▶ **What you have to do**:
The lines from the start of the records through the one containing "state is touched." are to be restated word for word; please include both ends.

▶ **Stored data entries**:
┄┄┄┄┄┄
//! The save-file document.
//!
//! ```text
//! Round: 2
//!
//! Computer:
//!    Score: 120 / 34
//!    Hand: AS XS 9H
//!    Capture Pile: KC QC
//!    Melds: KS QS*, QS* JD
//!
//! Human:
//!    ...
//!
//! Trump Card: XS
//!
//! Stock: AH AD JC
//!
//! Next Player: Human
//! ```
//!
//! `SaveData` holds the parsed document with ghost cards. Turning it into a
//! live game (drawing real cards out of a fresh deck) is the game model's job,
//! so a malformed file is rejected before any state is touched.

use super::notation::{format_cards, format_melds, parse_cards, parse_melds, parse_trump};
use super::player_codec::PlayerRecord;
use crate::cards::{Card, Suit};
use crate::core::{Seat, SeatMap};
use crate::error::SaveError;

/// Scores and piles of one seat.
#[derive(Clone, Debug, Default, PartialEq, Eq)]
pub struct SeatRecord {
    pub game_score: u32,
    pub round_score: u32,
    pub cards: PlayerRecord,
}

/// A parsed save file.
#[derive(Clone, Debug, PartialEq, Eq)]
pub struct SaveData {
    pub round: u32,
    pub seats: SeatMap<SeatRecord>,
    /// `None` once the trump card has been dealt.
    pub trump_card: Option<Card>,
    pub trump_suit: Suit,
    /// Top of the stock first.
    pub stock: Vec<Card>,
    pub next_player: Seat,
}

impl SaveData {
    /// Parse a whole save file. Blank lines are ignored.
    pub fn parse(text: &str) -> Result<SaveData, SaveError> {
        let mut fields = Fields::new(text);

        let round = parse_number("Round", fields.field("Round")?)?;

        let mut seats: SeatMap<SeatRecord> = SeatMap::default();
        for seat in Seat::ALL {
            fields.field(seat.title())?;
            let (game_score, round_score) = parse_score(fields.field("Score")?)?;
            seats[seat] = SeatRecord {
                game_score,
                round_score,
                cards: PlayerRecord {
                    hand: parse_cards(fields.field("Hand")?)?,
                    capture_pile: parse_cards(fields.field("Capture Pile")?)?,
                    melds: parse_melds(fields.field("Melds")?)?,
                },
            };
        }

        let (trump_card, trump_suit) = parse_trump(fields.field("Trump Card")?)?;
        let stock = parse_cards(fields.field("Stock")?)?;
        let next = fields.field("Next Player")?;
        let next_player = Seat::from_title(next).ok_or_else(|| SaveError::BadNextPlayer(next.to_string()))?;

        Ok(SaveData {
            round,
            seats,
            trump_card,
            trump_suit,
            stock,
            next_player,
        })
    }
}

impl std::fmt::Display for SaveData {
    fn fmt(&self, f: &mut std::fmt::Formatter<'_>) -> std::fmt::Result {
        writeln!(f, "Round: {}", self.round)?;
        writeln!(f)?;

        for (seat, record) in self.seats.iter() {
            writeln!(f, "{}:", seat.title())?;
            writeln!(f, "   Score: {} / {}", record.game_score, record.round_score)?;
            labelled(f, "   Hand", &format_cards(&record.cards.hand))?;
            labelled(f, "   Capture Pile", &format_cards(&record.cards.capture_pile))?;
            labelled(f, "   Melds", &format_melds(&record.cards.melds))?;
            writeln!(f)?;
        }

        match &self.trump_card {
            Some(card) => writeln!(f, "Trump Card: {card}")?,
            None => writeln!(f, "Trump Card: {}", self.trump_suit.code())?,
        }
        writeln!(f)?;
        labelled(f, "Stock", &format_cards(&self.stock))?;
        writeln!(f)?;
        write!(f, "Next Player: {}", self.next_player.title())
    }
}

/// `label: value`, without a trailing space when the value is empty.
fn labelled(f: &mut std::fmt::Formatter<'_>, label: &str, value: &str) -> std::fmt::Result {
    if value.is_empty() {
        writeln!(f, "{label}:")
    } else {
        writeln!(f, "{label}: {value}")
    }
}

/// Labelled lines of a save file, in order.
struct Fields<'a> {
    lines: std::str::Lines<'a>,
}

impl<'a> Fields<'a> {
    fn new(text: &'a str) -> Self {
        Self { lines: text.lines() }
    }

    /// The value of the next non-blank line, which must be `label: value`.
    fn field(&mut self, label: &'static str) -> Result<&'a str, SaveError> {
        let line = self
            .lines
            .by_ref()
            .map(str::trim)
            .find(|line| !line.is_empty())
            .ok_or(SaveError::MissingField(label))?;
        line.strip_prefix(label)
            .and_then(|rest| rest.strip_prefix(':'))
            .map(str::trim)
            .ok_or(SaveError::MissingField(label))
    }
}

fn parse_number(field: &'static str, value: &str) -> Result<u32, SaveError> {
    value.trim().parse().map_err(|_| SaveError::BadNumber {
        field,
        value: value.to_string(),
    })
}

/// `"120 / 34"`: game score, then round score.
fn parse_score(value: &str) -> Result<(u32, u32), SaveError> {
    let (game, round) = value.split_once('/').ok_or_else(|| SaveError::BadNumber {
        field: "Score",
        value: value.to_string(),
    })?;
    Ok((parse_number("Score", game)?, parse_number("Score", round)?))
}

#[cfg(test)]
mod tests {
    use super::*;
    use crate::cards::Rank;

    const SAMPLE: &str = "Round: 2

Computer:
   Score: 120 / 34
   Hand: AS XS 9H
   Capture Pile: KC QC
   Melds: KS QS*, QS* JD

Human:
   Score: 80 / 12
   Hand: 9C JH
   Capture Pile:
   Melds:

Trump Card: XS

Stock: AH AD JC

Next Player: Human";

    #[test]
    fn test_parse_sample() {
        let data = SaveData::parse(SAMPLE).unwrap();

        assert_eq!(data.round, 2);
        assert_eq!(data.seats[Seat::Computer].game_score, 120);
        assert_eq!(data.seats[Seat::Computer].round_score, 34);
        assert_eq!(data.seats[Seat::Computer].cards.hand.len(), 3);
        assert_eq!(data.seats[Seat::Computer].cards.melds.len(), 2);
        assert!(data.seats[Seat::Human].cards.capture_pile.is_empty());
        assert_eq!(data.trump_card, Some(Card::ghost(Rank::Ten, Suit::Spades)));
        assert_eq!(data.trump_suit, Suit::Spades);
        assert_eq!(data.stock[0], Card::ghost(Rank::Ace, Suit::Hearts));
        assert_eq!(data.next_player, Seat::Human);
    }

    #[test]
    fn test_emit_matches_sample() {
        let data = SaveData::parse(SAMPLE).unwrap();
        assert_eq!(data.to_string(), SAMPLE);
        assert_eq!(SaveData::parse(&data.to_string()).unwrap(), data);
    }

    #[test]
    fn test_suit_only_trump() {
        let text = SAMPLE.replace("Trump Card: XS", "Trump Card: S").replace("Stock: AH AD JC", "Stock:");
        let data = SaveData::parse(&text).unwrap();

        assert_eq!(data.trump_card, None);
        assert_eq!(data.trump_suit, Suit::Spades);
        assert!(data.stock.is_empty());
        assert!(data.to_string().contains("Trump Card: S\n"));
    }

    #[test]
    fn test_missing_and_malformed_fields() {
        let text = SAMPLE.replace("Next Player: Human", "");
        assert_eq!(SaveData::parse(&text), Err(SaveError::MissingField("Next Player")));

        let text = SAMPLE.replace("Human:", "Dealer:");
        assert_eq!(SaveData::parse(&text), Err(SaveError::MissingField("Human")));

        let text = SAMPLE.replace("80 / 12", "80 12");
        assert_eq!(
            SaveData::parse(&text),
            Err(SaveError::BadNumber {
                field: "Score",
                value: "80 12".into()
            })
        );

        let text = SAMPLE.replace("Next Player: Human", "Next Player: Dealer");
        assert_eq!(SaveData::parse(&text), Err(SaveError::BadNextPlayer("Dealer".into())));

        assert_eq!(SaveData::parse(""), Err(SaveError::MissingField("Round")));
    }
}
┄┄┄┄┄┄
▶ **Response area**:
//! The save-file document.
//!
//! ```text
//! Round: 2
//!
//! Computer:
//!    Score: 120 / 34
//!    Hand: AS XS 9H
//!    Capture Pile: KC QC
//!    Melds: KS QS*, QS* JD
//!
//! Human:
//!    ...
//!
//! Trump Card: XS
//!
//! Stock: AH AD JC
//!
//! Next Player: Human
//! ```
//!
//! `SaveData` holds the parsed document with ghost cards. Turning it into a
//! live game (drawing real cards out of a fresh deck) is the game model's job,
//! so a malformed file is rejected before any state is touched.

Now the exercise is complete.